_WORK TASK_. Repeat all entries below exactly as shown.

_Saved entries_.
········

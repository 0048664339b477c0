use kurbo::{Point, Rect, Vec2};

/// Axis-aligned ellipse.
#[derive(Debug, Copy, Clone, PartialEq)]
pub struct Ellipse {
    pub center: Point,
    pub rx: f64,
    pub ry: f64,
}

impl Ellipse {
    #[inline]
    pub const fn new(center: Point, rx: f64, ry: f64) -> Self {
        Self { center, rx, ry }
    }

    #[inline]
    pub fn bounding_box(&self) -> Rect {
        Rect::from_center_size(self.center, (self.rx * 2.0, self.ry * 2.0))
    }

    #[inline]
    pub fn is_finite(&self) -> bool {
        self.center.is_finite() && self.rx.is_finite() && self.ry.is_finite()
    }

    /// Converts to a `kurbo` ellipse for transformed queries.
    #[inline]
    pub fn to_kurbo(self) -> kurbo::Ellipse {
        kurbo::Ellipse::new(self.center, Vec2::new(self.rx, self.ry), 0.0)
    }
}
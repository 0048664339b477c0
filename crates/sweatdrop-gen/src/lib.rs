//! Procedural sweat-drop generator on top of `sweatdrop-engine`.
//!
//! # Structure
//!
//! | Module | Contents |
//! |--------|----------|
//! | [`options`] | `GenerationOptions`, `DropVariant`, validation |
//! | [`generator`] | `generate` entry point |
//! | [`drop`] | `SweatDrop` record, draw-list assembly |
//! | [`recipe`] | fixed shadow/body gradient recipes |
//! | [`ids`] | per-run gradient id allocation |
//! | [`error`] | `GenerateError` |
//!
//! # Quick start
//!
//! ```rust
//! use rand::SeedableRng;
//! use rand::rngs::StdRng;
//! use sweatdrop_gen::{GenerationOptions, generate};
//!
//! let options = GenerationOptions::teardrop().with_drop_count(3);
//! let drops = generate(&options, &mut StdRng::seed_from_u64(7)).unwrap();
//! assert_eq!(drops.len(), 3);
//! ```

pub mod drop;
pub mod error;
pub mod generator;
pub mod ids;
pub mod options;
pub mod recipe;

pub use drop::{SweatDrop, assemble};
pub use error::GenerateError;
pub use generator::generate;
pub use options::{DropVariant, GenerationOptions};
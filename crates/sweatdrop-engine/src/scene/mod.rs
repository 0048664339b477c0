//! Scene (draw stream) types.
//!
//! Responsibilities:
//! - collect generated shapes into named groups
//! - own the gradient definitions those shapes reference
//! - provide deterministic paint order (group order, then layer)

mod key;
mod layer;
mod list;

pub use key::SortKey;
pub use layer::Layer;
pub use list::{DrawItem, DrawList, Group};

········

_TASK ANSWER_.
repository 0048664339b477c0
use kurbo::{Point, Rect, Vec2};

/// Axis-aligned ellipse.
#[derive(Debug, Copy, Clone, PartialEq)]
pub struct Ellipse {
    pub center: Point,
    pub rx: f64,
    pub ry: f64,
}

impl Ellipse {
    #[inline]
    pub const fn new(center: Point, rx: f64, ry: f64) -> Self {
        Self { center, rx, ry }
    }

    #[inline]
    pub fn bounding_box(&self) -> Rect {
        Rect::from_center_size(self.center, (self.rx * 2.0, self.ry * 2.0))
    }

    #[inline]
    pub fn is_finite(&self) -> bool {
        self.center.is_finite() && self.rx.is_finite() && self.ry.is_finite()
    }

    /// Converts to a `kurbo` ellipse for transformed queries.
    #[inline]
    pub fn to_kurbo(self) -> kurbo::Ellipse {
        kurbo::Ellipse::new(self.center, Vec2::new(self.rx, self.ry), 0.0)
    }
}
repository 0048664339b477c0
filename crates/sweatdrop-gen/src/lib.rs
//! Procedural sweat-drop generator on top of `sweatdrop-engine`.
//!
//! # Structure
//!
//! | Module | Contents |
//! |--------|----------|
//! | [`options`] | `GenerationOptions`, `DropVariant`, validation |
//! | [`generator`] | `generate` entry point |
//! | [`drop`] | `SweatDrop` record, draw-list assembly |
//! | [`recipe`] | fixed shadow/body gradient recipes |
//! | [`ids`] | per-run gradient id allocation |
//! | [`error`] | `GenerateError` |
//!
//! # Quick start
//!
//! ```rust
//! use rand::SeedableRng;
//! use rand::rngs::StdRng;
//! use sweatdrop_gen::{GenerationOptions, generate};
//!
//! let options = GenerationOptions::teardrop().with_drop_count(3);
//! let drops = generate(&options, &mut StdRng::seed_from_u64(7)).unwrap();
//! assert_eq!(drops.len(), 3);
//! ```

pub mod drop;
pub mod error;
pub mod generator;
pub mod ids;
pub mod options;
pub mod recipe;

pub use drop::{SweatDrop, assemble};
pub use error::GenerateError;
pub use generator::generate;
pub use options::{DropVariant, GenerationOptions};
filename crates/sweatdrop-engine/src/scene/mod.rs
repository 0048664339b477c0
//! Scene (draw stream) types.
//!
//! Responsibilities:
//! - collect generated shapes into named groups
//! - own the gradient definitions those shapes reference
//! - provide deterministic paint order (group order, then layer)

mod key;
mod layer;
mod list;

pub use key::SortKey;
pub use layer::Layer;
pub use list::{DrawItem, DrawList, Group};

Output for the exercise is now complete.